Brendan Cowell and Colin Moody are the toxic heart and soul of Marion Potts’s remarkable production.

Hamlet

By Diana Simmonds

Hamlet, Bell Shakespeare Company, Drama Theatre at Sydney Opera House; June 6-July 12, 2008; ph: (61 2) 9250 7777. Then Jul 16-Aug 2, 2008, The Playhouse, The Arts Centre, Melbourne; ph: Ticketmaster 136100, www.bellshakespeare.com.au.

Creatives: Director: Marion Potts, Set design: Fiona Crombie, Lighting design: Nick Schlieper; Composer: Sarah Blasko, Sound design: Stefan Gregory; Fight director: Nigel Poulton; Assistant director: Nic Dorward; Vocal Coach: Carmen Lysiak. Cast: Sarah Blasko, Laura Brent, Brendan Cowell, Russell Kiefel, Joe Manning, Heather Mitchell, Colin Moody, Barry Otto, Paul Reichstein, Tim Richards, Chris Ryan, Darren Weller, Matthew Whittet.

It is said that casting is half the battle in getting a production underway and moving in the right direction. Marion Potts's new Hamlet is proof of the truth in that. The strength of the cast and the conviction in their playing is simply splendid.

It's worth going back, for a moment, to late 2007 when word first drifted out that she had cast Brendan Cowell as the tragic prince of Denmark and had scooped up Colin Moody even as the controversy over his departure from the STC Actors' Company was at its height. At that point both men were labeled "trouble", "difficult", "temperamental" and other epithets not intended as flattery.
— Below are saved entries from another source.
//! Prometheus metrics for the proctoring pipeline.

use prometheus::{Counter, Histogram, HistogramOpts, Registry};

#[derive(Debug, Clone)]
pub struct MetricsRecorder {
    pub registry: Registry,
    /// Raw signals delivered to the runtime, accepted or not.
    pub signals_observed: Counter,
    /// Accepted violations (classified and recorded).
    pub violations_recorded: Counter,
    /// Sessions that entered the locked state.
    pub sessions_locked: Counter,
    /// Per-signal handling time (gate, classify, record, evaluate).
    pub handling_latency: Histogram,
}

impl Default for MetricsRecorder {
    fn default() -> Self {
        Self::new()
    }
}

impl MetricsRecorder {
    pub fn new() -> Self {
        let registry = Registry::new();

        let signals_observed = Counter::new(
            "tentvakt_signals_observed_total",
            "Raw signals delivered to the session runtime",
        )
        .unwrap();
        let violations_recorded = Counter::new(
            "tentvakt_violations_recorded_total",
            "Accepted violations recorded against sessions",
        )
        .unwrap();
        let sessions_locked = Counter::new(
            "tentvakt_sessions_locked_total",
            "Sessions that transitioned to the locked state",
        )
        .unwrap();
        let handling_latency = Histogram::with_opts(
            HistogramOpts::new(
                "tentvakt_signal_handling_latency_ns",
                "Per-signal handling time in the runtime",
            )
            .buckets(vec![1_000.0, 10_000.0, 100_000.0, 1_000_000.0]),
        )
        .unwrap();

        registry
            .register(Box::new(signals_observed.clone()))
            .unwrap();
        registry
            .register(Box::new(violations_recorded.clone()))
            .unwrap();
        registry.register(Box::new(sessions_locked.clone())).unwrap();
        registry
            .register(Box::new(handling_latency.clone()))
            .unwrap();

        Self {
            registry,
            signals_observed,
            violations_recorded,
            sessions_locked,
            handling_latency,
        }
    }

    pub fn gather_metrics(&self) -> Result<String, prometheus::Error> {
        use prometheus::Encoder;
        let encoder = prometheus::TextEncoder::new();
        let mut buffer = Vec::<u8>::new();
        encoder.encode(&self.registry.gather(), &mut buffer)?;
        Ok(String::from_utf8(buffer).unwrap_or_default())
    }
}

#[cfg(test)]
mod tests {
    use super::*;

    #[test]
    fn counters_start_at_zero_and_accumulate() {
        let metrics = MetricsRecorder::new();
        assert_eq!(metrics.violations_recorded.get() as u64, 0);
        metrics.signals_observed.inc();
        metrics.violations_recorded.inc();
        assert_eq!(metrics.signals_observed.get() as u64, 1);
    }

    #[test]
    fn text_encoding_includes_registered_metrics() {
        let metrics = MetricsRecorder::new();
        metrics.sessions_locked.inc();
        let text = metrics.gather_metrics().unwrap();
        assert!(text.contains("tentvakt_sessions_locked_total"));
    }
}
Another set of descriptions, however, could be "often brilliant", "easily bored" and "don't suffer fools gladly", which draws another picture altogether.
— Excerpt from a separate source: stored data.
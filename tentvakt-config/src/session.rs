//! Session parameters.
//!
//! Thresholds governing the lockout state machine and the session clock.

use serde::{Deserialize, Serialize};
use validator::{self, Validate};

/// Session configuration parameters.
#[derive(Debug, Serialize, Deserialize, Validate, Clone)]
pub struct SessionConfig {
    /// Nth accepted violation that locks the session, counted inclusively.
    #[validate(range(min = 1, max = 1000))]
    #[serde(default = "default_lockout_threshold")]
    pub lockout_threshold: u64,

    /// Number of events retained for display. The violation counter is
    /// independent of this bound.
    #[validate(range(min = 1, max = 100))]
    #[serde(default = "default_retention")]
    pub retention: usize,

    /// Session duration in whole seconds. `null` runs an unbounded
    /// elapsed-time counter that never expires.
    #[validate(range(min = 1, max = 86400))]
    #[serde(default = "default_time_limit")]
    pub time_limit_secs: Option<u64>,
}

fn default_lockout_threshold() -> u64 {
    5
}
fn default_retention() -> usize {
    10
}
fn default_time_limit() -> Option<u64> {
    Some(3600)
}

impl Default for SessionConfig {
    fn default() -> Self {
        Self {
            lockout_threshold: default_lockout_threshold(),
            retention: default_retention(),
            time_limit_secs: default_time_limit(),
        }
    }
}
Now, Cowell and Moody are the toxic heart and soul of Potts's remarkable production. They are the fires that burn in the dankly dripping, mist-wreathed halls of Elsinore. It's a place where the sun may shine but rarely penetrates the atmosphere of murderous ambition and smouldering revenge that swirls about the two men and their hapless courts.

As the usurping king Claudius, Moody is an elegant, smooth-talking thug whose passion for his dead brother's wife is all the more disturbing for its gentleness in the face of an otherwise ruthless demeanour. His foil and focus is Heather Mitchell. Her Queen Gertrude is a woman whose physical delicacy and beauty are so at odds with her surroundings, even young Ophelia seems robust by comparison. Dressed in a diaphanous jade-coloured gown, for all the world like a corsage to be worn by a triumphant male, Gertrude stands between Claudius and Hamlet, throwing the dark aspect of their rivalry and jealousy into sharp focus.